**INPUT FOR THIS TASK:**
--------------------------------

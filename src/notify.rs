//! Desktop notifications on mode changes.

use std::path::Path;
use std::time::Duration;

use tracing::debug;

use crate::redshift::run_checked;
use crate::schedule::OperatingMode;

const NOTIFY_TIMEOUT: Duration = Duration::from_secs(5);
const SUMMARY: &str = "Redshift";

/// Fire-and-forget notification sink. Must never fail the caller.
#[cfg_attr(test, mockall::automock)]
pub trait Notifier {
    fn notify(&mut self, message: &str);
}

pub fn transition_message(mode: OperatingMode) -> String {
    match mode.temperature() {
        Some(kelvin) => format!("Redshift: {}K mode", kelvin),
        None => "Redshift disabled".to_string(),
    }
}

/// Sends notifications through `notify-send`.
#[derive(Debug, Default, Clone, Copy)]
pub struct NotifySend;

impl Notifier for NotifySend {
    fn notify(&mut self, message: &str) {
        if let Err(e) = run_checked(Path::new("notify-send"), [SUMMARY, message], NOTIFY_TIMEOUT) {
            debug!("Notification not delivered: {}", e);
        }
    }
}

impl<T: Notifier + ?Sized> Notifier for Box<T> {
    fn notify(&mut self, message: &str) {
        (**self).notify(message)
    }
}

/// Drops every notification (`--no-notify`).
#[derive(Debug, Default, Clone, Copy)]
pub struct Silent;

impl Notifier for Silent {
    fn notify(&mut self, _message: &str) {}
}

#[cfg(test)]
mod tests {
    use super::*;

    #[test]
    fn test_messages() {
        assert_eq!(transition_message(OperatingMode::Night(4800)), "Redshift: 4800K mode");
        assert_eq!(transition_message(OperatingMode::Day(5800)), "Redshift: 5800K mode");
        assert_eq!(transition_message(OperatingMode::Off), "Redshift disabled");
    }
}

--------------------------------

**TASK STATEMENT:** The output should be a character-exact copy of all entries.

**OUTPUT FOR THIS EXERCISE:**
filename src/notify.rs
//! Desktop notifications on mode changes.

use std::path::Path;
use std::time::Duration;

use tracing::debug;

use crate::redshift::run_checked;
use crate::schedule::OperatingMode;

const NOTIFY_TIMEOUT: Duration = Duration::from_secs(5);
const SUMMARY: &str = "Redshift";

/// Fire-and-forget notification sink. Must never fail the caller.
#[cfg_attr(test, mockall::automock)]
pub trait Notifier {
    fn notify(&mut self, message: &str);
}

pub fn transition_message(mode: OperatingMode) -> String {
    match mode.temperature() {
        Some(kelvin) => format!("Redshift: {}K mode", kelvin),
        None => "Redshift disabled".to_string(),
    }
}

/// Sends notifications through `notify-send`.
#[derive(Debug, Default, Clone, Copy)]
pub struct NotifySend;

impl Notifier for NotifySend {
    fn notify(&mut self, message: &str) {
        if let Err(e) = run_checked(Path::new("notify-send"), [SUMMARY, message], NOTIFY_TIMEOUT) {
            debug!("Notification not delivered: {}", e);
        }
    }
}

impl<T: Notifier + ?Sized> Notifier for Box<T> {
    fn notify(&mut self, message: &str) {
        (**self).notify(message)
    }
}

/// Drops every notification (`--no-notify`).
#[derive(Debug, Default, Clone, Copy)]
pub struct Silent;

impl Notifier for Silent {
    fn notify(&mut self, _message: &str) {}
}

#[cfg(test)]
mod tests {
    use super::*;

    #[test]
    fn test_messages() {
        assert_eq!(transition_message(OperatingMode::Night(4800)), "Redshift: 4800K mode");
        assert_eq!(transition_message(OperatingMode::Day(5800)), "Redshift: 5800K mode");
        assert_eq!(transition_message(OperatingMode::Off), "Redshift disabled");
    }
}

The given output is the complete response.